Bon, j’ai aucune envie de revivre l’horrible matinée que je viens de me tapper mais bon, si ça peut servir à quelqu’un un jour… Yay, faisons ça pour la science…

Prologue.

J’ai dormi 4h, et pas du meilleur sommeil. Je me suis pourtant réveillé spontanément à 7h en me sentant vraiment pas très content de moi et moyennement bien dans ma peau. J’ai regardé les avions passer dans le ciel en écoutant de la musique pendant une heure, ça m’a un peu apaisé. Et puis à 8h je suis allé prendre ma douche.

Acte I. Les bitch de l’adminstration.

Après une bonne heure trajet, je suis arrivé vers 10h à l’Hopital Intercommunal de Créteil. Direction le bâtiment C, « Gynécologie et obstétrique »… Youpi.
Première salle d’attente, que des couples avec femme enceinte. Je regrette de pas avoir eu une copine à amener avec moi pour qu’elle joue la femme enceinte… Après quelques minutes, c’est à mon tour de voir une des deux secrétaires à l’accueil. Je n’ai pas ma carte d’identité (perdue cet été) mais simplement ma carte vitale (avec photo). Rien à faire, elle est aimable comme une porte de prison et s’en tappe royalement, elle ne veut pas m’inscrire dans l’ordi sans « pièce d’identité » (pff, et la carte vitale c’est quoi ?) et je ne peux pas avoir mon rdv… Elle me demande quel médecin je viens voir et quand je lui dis que je viens voir le Dr D., elle fait une tête qui en dit long type « ah ouais je vois, c’est bien ce qu’il me semblait… » (comprendre « encore un putain de trans »). Je reste poli mais elle me fait plus ou moins dégager en disant qu’elle ne peut rien faire… Je me rends donc à l’accueil des consultations ou je tombe (heureusement) sur deux secrétaires sympas, qui me parle totalement au féminin mais se montrent compréhensives. L’une de m’accompagne revoir la bitch, toujours rien à faire, et à part insister (en mode clin d’oeil) sur le fait que je viens voir le Dr D., elle ne fait rien. Je retourne alors avec la secrétaire gentille dans son bureau et elle me suggère d’aller au commissariat faire une déclaration de perte en me disant, complice « ben oui faut bien trouver des trucs pour contourner l’administration hein… ».

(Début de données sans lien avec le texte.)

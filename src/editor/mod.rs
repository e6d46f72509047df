// SPDX-FileCopyrightText: 2026 Bruno Meilick
// SPDX-License-Identifier: LicenseRef-Flowdeck-FreeUse-NoCopy-NoDerivatives
//
// All rights reserved.
//
// This file is part of Flowdeck and is proprietary software.
// Unauthorized copying, modification, or distribution is prohibited.

//! The flow editor: one graph store, one selection, one save gate.
//!
//! Edit surfaces (TUI, MCP) translate user input into [`Intent`]s and render the resulting
//! snapshot, selection, save state and [`Outcome`] messages. Intents run one at a time to
//! completion.

use std::collections::VecDeque;
use std::fmt;
use std::sync::Arc;

use crate::config::NodeConfig;
use crate::model::{EdgeId, Graph, NodeId};
use crate::ops::{ConnectionCandidate, ConnectionRejection, NodeRejection};
use crate::store::{PersistenceAdapter, StoreError};

pub mod graph_store;
pub mod repair;
pub mod save_gate;
pub mod selection;

pub use graph_store::{DeletedNode, GraphStore, NotFound, UpdateNodeError};
pub use repair::{DroppedEdge, RepairReport};
pub use save_gate::{check_save, SaveBlocked, SaveState};
pub use selection::{SelectionController, SelectionState, SelectionTarget};

/// Oldest undrained outcomes are dropped past this many.
const OUTCOME_QUEUE_LIMIT: usize = 64;

#[derive(Debug, Clone, PartialEq)]
pub enum Intent {
    CreateNode { message: String },
    UpdateNode { node_id: NodeId, message: String },
    /// Explicit, confirmed node deletion.
    DeleteNode { node_id: NodeId },
    Connect(ConnectionCandidate),
    DisconnectEdge { edge_id: EdgeId },
    SelectNode { node_id: NodeId },
    SelectEdge { edge_id: EdgeId },
    ClearSelection,
    /// The delete/backspace key. Only removes a selected edge.
    DeleteKey,
    DeleteSelected,
    RequestSave,
    ResetAll,
}

#[derive(Debug, Clone, PartialEq)]
pub enum Outcome {
    NodeCreated { node_id: NodeId },
    NodeUpdated { node_id: NodeId },
    NodeDeleted { node_id: NodeId, removed_edges: usize },
    Connected { edge_id: EdgeId },
    Disconnected { edge_id: EdgeId },
    SelectionChanged,
    NodeRejected(NodeRejection),
    ConnectionRejected(ConnectionRejection),
    SaveBlocked(SaveBlocked),
    Saved,
    SaveFailed { reason: String },
    Reset,
    /// Stale or unknown id. Never shown to the user.
    Ignored,
}

impl Outcome {
    /// Whether the outcome carries nothing worth telling the user.
    pub fn is_silent(&self) -> bool {
        matches!(self, Self::Ignored | Self::SelectionChanged)
    }

    pub fn is_rejection(&self) -> bool {
        matches!(
            self,
            Self::NodeRejected(_)
                | Self::ConnectionRejected(_)
                | Self::SaveBlocked(_)
                | Self::SaveFailed { .. }
        )
    }

    /// Machine-readable rejection reason.
    pub fn reason(&self) -> Option<&'static str> {
        match self {
            Self::NodeRejected(rejection) => Some(rejection.code()),
            Self::ConnectionRejected(rejection) => Some(rejection.code()),
            Self::SaveBlocked(_) => Some("not_fully_connected"),
            Self::SaveFailed { .. } => Some("storage_failed"),
            _ => None,
        }
    }
}

impl fmt::Display for Outcome {
    fn fmt(&self, f: &mut fmt::Formatter<'_>) -> fmt::Result {
        match self {
            Self::NodeCreated { node_id } => write!(f, "added step {node_id}"),
            Self::NodeUpdated { node_id } => write!(f, "updated step {node_id}"),
            Self::NodeDeleted {
                node_id,
                removed_edges,
            } => match removed_edges {
                0 => write!(f, "deleted step {node_id}"),
                1 => write!(f, "deleted step {node_id} and 1 connection"),
                n => write!(f, "deleted step {node_id} and {n} connections"),
            },
            Self::Connected { edge_id } => write!(f, "connected ({edge_id})"),
            Self::Disconnected { edge_id } => write!(f, "removed connection {edge_id}"),
            Self::SelectionChanged => f.write_str("selection changed"),
            Self::NodeRejected(rejection) => write!(f, "{rejection}"),
            Self::ConnectionRejected(rejection) => write!(f, "{rejection}"),
            Self::SaveBlocked(blocked) => write!(f, "{blocked}"),
            Self::Saved => f.write_str("flow saved"),
            Self::SaveFailed { reason } => write!(f, "save failed: {reason}"),
            Self::Reset => f.write_str("flow reset to the default step"),
            Self::Ignored => f.write_str("ignored"),
        }
    }
}

#[derive(Debug)]
pub struct FlowEditor {
    store: GraphStore,
    selection: SelectionController,
    save_state: SaveState,
    outcomes: VecDeque<Outcome>,
}

impl FlowEditor {
    pub fn open(
        persistence: Box<dyn PersistenceAdapter>,
        config: &NodeConfig,
    ) -> Result<(Self, RepairReport), StoreError> {
        let (store, report) = GraphStore::open(persistence, config)?;
        Ok((Self::from_store(store), report))
    }

    pub fn from_store(store: GraphStore) -> Self {
        Self {
            store,
            selection: SelectionController::default(),
            save_state: SaveState::default(),
            outcomes: VecDeque::new(),
        }
    }

    pub fn store(&self) -> &GraphStore {
        &self.store
    }

    pub fn snapshot(&self) -> Arc<Graph> {
        self.store.snapshot()
    }

    pub fn graph(&self) -> &Graph {
        self.store.graph()
    }

    pub fn selection(&self) -> &SelectionState {
        self.selection.state()
    }

    pub fn save_state(&self) -> &SaveState {
        &self.save_state
    }

    /// Drains user-facing messages produced since the last call. Silent outcomes are never queued.
    pub fn take_outcomes(&mut self) -> Vec<Outcome> {
        self.outcomes.drain(..).collect()
    }

    /// Applies one intent to completion.
    pub fn dispatch(&mut self, intent: Intent) -> Outcome {
        let revision = self.store.revision();
        let outcome = self.apply(intent);

        if self.store.revision() != revision {
            self.save_state = SaveState::Editing;
            self.selection.retain_existing(self.store.graph());
        }
        match &outcome {
            Outcome::Saved => self.save_state = SaveState::Saved,
            Outcome::SaveBlocked(blocked) => self.save_state = SaveState::Blocked(blocked.clone()),
            Outcome::SaveFailed { .. } => self.save_state = SaveState::Editing,
            _ => {}
        }

        if outcome.is_rejection() {
            tracing::info!(%outcome, "intent rejected");
        }
        if !outcome.is_silent() {
            if self.outcomes.len() == OUTCOME_QUEUE_LIMIT {
                self.outcomes.pop_front();
            }
            self.outcomes.push_back(outcome.clone());
        }
        outcome
    }

    fn apply(&mut self, intent: Intent) -> Outcome {
        match intent {
            Intent::CreateNode { message } => match self.store.add_node(&message) {
                Ok(node) => Outcome::NodeCreated {
                    node_id: node.id().clone(),
                },
                Err(rejection) => Outcome::NodeRejected(rejection),
            },
            Intent::UpdateNode { node_id, message } => {
                match self.store.update_node(&node_id, &message) {
                    Ok(()) => Outcome::NodeUpdated { node_id },
                    Err(UpdateNodeError::Rejected(rejection)) => Outcome::NodeRejected(rejection),
                    Err(UpdateNodeError::NotFound(_)) => Outcome::Ignored,
                }
            }
            Intent::DeleteNode { node_id } => self.delete_node(&node_id),
            Intent::Connect(candidate) => match self.store.add_edge(candidate) {
                Ok(edge) => Outcome::Connected {
                    edge_id: edge.id().clone(),
                },
                Err(rejection) => Outcome::ConnectionRejected(rejection),
            },
            Intent::DisconnectEdge { edge_id } => self.delete_edge(&edge_id),
            Intent::SelectNode { node_id } => {
                if self.selection.select_node(self.store.graph(), &node_id) {
                    Outcome::SelectionChanged
                } else {
                    Outcome::Ignored
                }
            }
            Intent::SelectEdge { edge_id } => {
                if self.selection.select_edge(self.store.graph(), &edge_id) {
                    Outcome::SelectionChanged
                } else {
                    Outcome::Ignored
                }
            }
            Intent::ClearSelection => {
                if self.selection.state().is_empty() {
                    Outcome::Ignored
                } else {
                    self.selection.clear();
                    Outcome::SelectionChanged
                }
            }
            Intent::DeleteKey => {
                if self.selection.state().selected_edge_id().is_some() {
                    self.delete_selected()
                } else {
                    Outcome::Ignored
                }
            }
            Intent::DeleteSelected => self.delete_selected(),
            Intent::RequestSave => self.request_save(),
            Intent::ResetAll => {
                self.store.reset();
                self.selection.clear();
                Outcome::Reset
            }
        }
    }

    fn delete_node(&mut self, node_id: &NodeId) -> Outcome {
        match self.store.delete_node(node_id) {
            Ok(deleted) => Outcome::NodeDeleted {
                node_id: deleted.node.id().clone(),
                removed_edges: deleted.edges.len(),
            },
            Err(_) => Outcome::Ignored,
        }
    }

    fn delete_edge(&mut self, edge_id: &EdgeId) -> Outcome {
        match self.store.delete_edge(edge_id) {
            Ok(edge) => Outcome::Disconnected {
                edge_id: edge.id().clone(),
            },
            Err(_) => Outcome::Ignored,
        }
    }

    fn delete_selected(&mut self) -> Outcome {
        match self.selection.take() {
            Some(SelectionTarget::Node(node_id)) => self.delete_node(&node_id),
            Some(SelectionTarget::Edge(edge_id)) => self.delete_edge(&edge_id),
            None => Outcome::Ignored,
        }
    }

    fn request_save(&mut self) -> Outcome {
        if let Err(blocked) = check_save(self.store.graph()) {
            return Outcome::SaveBlocked(blocked);
        }
        match self.store.flush() {
            Ok(()) => {
                tracing::info!(
                    nodes = self.store.graph().nodes().len(),
                    edges = self.store.graph().edges().len(),
                    "flow saved"
                );
                Outcome::Saved
            }
            Err(err) => {
                tracing::error!(error = %err, "flow save failed");
                Outcome::SaveFailed {
                    reason: err.to_string(),
                }
            }
        }
    }
}

#[cfg(test)]
mod tests;
// SPDX-FileCopyrightText: 2026 Bruno Meilick
// SPDX-License-Identifier: LicenseRef-Flowdeck-FreeUse-NoCopy-NoDerivatives
//
// All rights reserved.
//
// This file is part of Flowdeck and is proprietary software.
// Unauthorized copying, modification, or distribution is prohibited.

use std::collections::BTreeSet;

use super::graph_store::{default_graph, DEFAULT_NEXT_NODE_ID};
use crate::model::{EdgeId, Graph, NodeId};
use crate::ops::{validate_connection, ConnectionCandidate, ConnectionRejection};
use crate::store::LoadedFlow;

/// Why a stored edge did not survive loading.
#[derive(Debug, Clone, PartialEq, Eq)]
pub enum DroppedEdge {
    DuplicateId,
    Rejected(ConnectionRejection),
}

/// What loading had to change to make the stored flow valid.
#[derive(Debug, Clone, PartialEq, Eq, Default)]
pub struct RepairReport {
    /// No nodes were stored, so the default flow was used.
    pub defaulted: bool,
    pub dropped_nodes: Vec<NodeId>,
    pub dropped_edges: Vec<(EdgeId, DroppedEdge)>,
    /// `(stored, effective)` when the stored allocator was missing, behind the used ids, or
    /// exhausted while ids below it were still free.
    pub next_node_id_repaired: Option<(Option<u64>, u64)>,
}

impl RepairReport {
    pub fn changed(&self) -> bool {
        self.defaulted
            || !self.dropped_nodes.is_empty()
            || !self.dropped_edges.is_empty()
            || self.next_node_id_repaired.is_some()
    }
}

/// Rebuilds a graph satisfying every flow invariant from possibly hand-edited records.
///
/// Nodes keep their stored order with later duplicates dropped. Edges are replayed in stored
/// order through the connection validator, so the first of two conflicting edges wins.
pub(crate) fn repair_loaded_flow(
    loaded: LoadedFlow,
    default_message: &str,
) -> (Graph, u64, RepairReport) {
    let mut report = RepairReport::default();

    let stored_nodes = loaded.nodes.unwrap_or_default();
    let mut graph = if stored_nodes.is_empty() {
        report.defaulted = true;
        default_graph(default_message)
    } else {
        let mut seen: BTreeSet<NodeId> = BTreeSet::new();
        let mut graph = Graph::default();
        for node in stored_nodes {
            if seen.insert(node.id().clone()) {
                graph.nodes_mut().push(node);
            } else {
                tracing::warn!(node_id = %node.id(), "dropping duplicate stored node");
                report.dropped_nodes.push(node.id().clone());
            }
        }
        graph
    };

    for edge in loaded.edges.unwrap_or_default() {
        if graph.contains_edge(edge.id()) {
            tracing::warn!(edge_id = %edge.id(), "dropping duplicate stored edge");
            report
                .dropped_edges
                .push((edge.id().clone(), DroppedEdge::DuplicateId));
            continue;
        }

        let candidate = ConnectionCandidate::new(
            edge.source_node_id().clone(),
            edge.target_node_id().clone(),
        )
        .with_source_handle(edge.source_handle_id().cloned())
        .with_target_handle(edge.target_handle_id().cloned());

        match validate_connection(&graph, &candidate) {
            Ok(()) => graph.edges_mut().push(edge),
            Err(rejection) => {
                tracing::warn!(edge_id = %edge.id(), %rejection, "dropping invalid stored edge");
                report
                    .dropped_edges
                    .push((edge.id().clone(), DroppedEdge::Rejected(rejection)));
            }
        }
    }

    let floor = graph
        .nodes()
        .iter()
        .filter_map(|node| node.id().as_u64())
        .max()
        .map_or(DEFAULT_NEXT_NODE_ID, |max| {
            max.saturating_add(1).max(DEFAULT_NEXT_NODE_ID)
        });
    let next_node_id = match loaded.next_node_id {
        Some(u64::MAX) if floor < u64::MAX => {
            tracing::warn!(floor, "stored node id allocator is exhausted, lowering it");
            report.next_node_id_repaired = Some((Some(u64::MAX), floor));
            floor
        }
        Some(stored) if stored >= floor => stored,
        stored => {
            if stored.is_some() {
                tracing::warn!(?stored, floor, "raising stored node id allocator");
            }
            report.next_node_id_repaired = Some((stored, floor));
            floor
        }
    };

    (graph, next_node_id, report)
}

Je me vois vraiment pas du tout aller au commissariat de Créteil cela dit pour expliquer mon cas. Je vois le truc venir comme une maison. Nan mais franchement, un mec qui fait une déclaration de vol pour une carte d’identité avec un F., moyen.

Heureusement, j’appelle ma mère qui a la bonne idée de suggérer le fax. Je retourne donc voir la bitch qui me déteste visiblement, pour lui demander le numéro de fax. Visiblement déçue que je m’obstine, elle me le donne malgré tout en ronchonnant. Un bon quart plus tard, je vais chercher le fax de mon passeport et extrait de livret de famille. Je patiente encore dans cette salle à la con et c’est enfin à moi de (re)passer. Je vais voir la collègue de la bitch en espérant qu’elle sera moins conne, mais en fait non. Tout aussi méprisante que l’autre, elle daigne jeter un oeil aux papiers… Le passeport est quasiment illisible mais heureusement il y a le livret de famille qui fait autorité. Elle commence alors à entrer les infos dans son ordi quand sa collègue – qui vraiment ne veut pas que je vois le Dr D., salle transphobe – s’incruste en disant que la photo est pas valable, qu’on me reconnaît pas etc. Calmement, j’insiste en disant que bon, y’a le fax du passeport, le livret de famille, et ma carte vitale avec photo récente donc que c’est pas mal quoi… La bitch n°2 daigne donc finalement m’inscrire et me donne le papier qui me permet enfin de passer au secrétariat suivant… Pas de au revoir ou aucune formule de politesse par contre hein, faut pas déconner non plus, on va pas être poli avec un sous-homme…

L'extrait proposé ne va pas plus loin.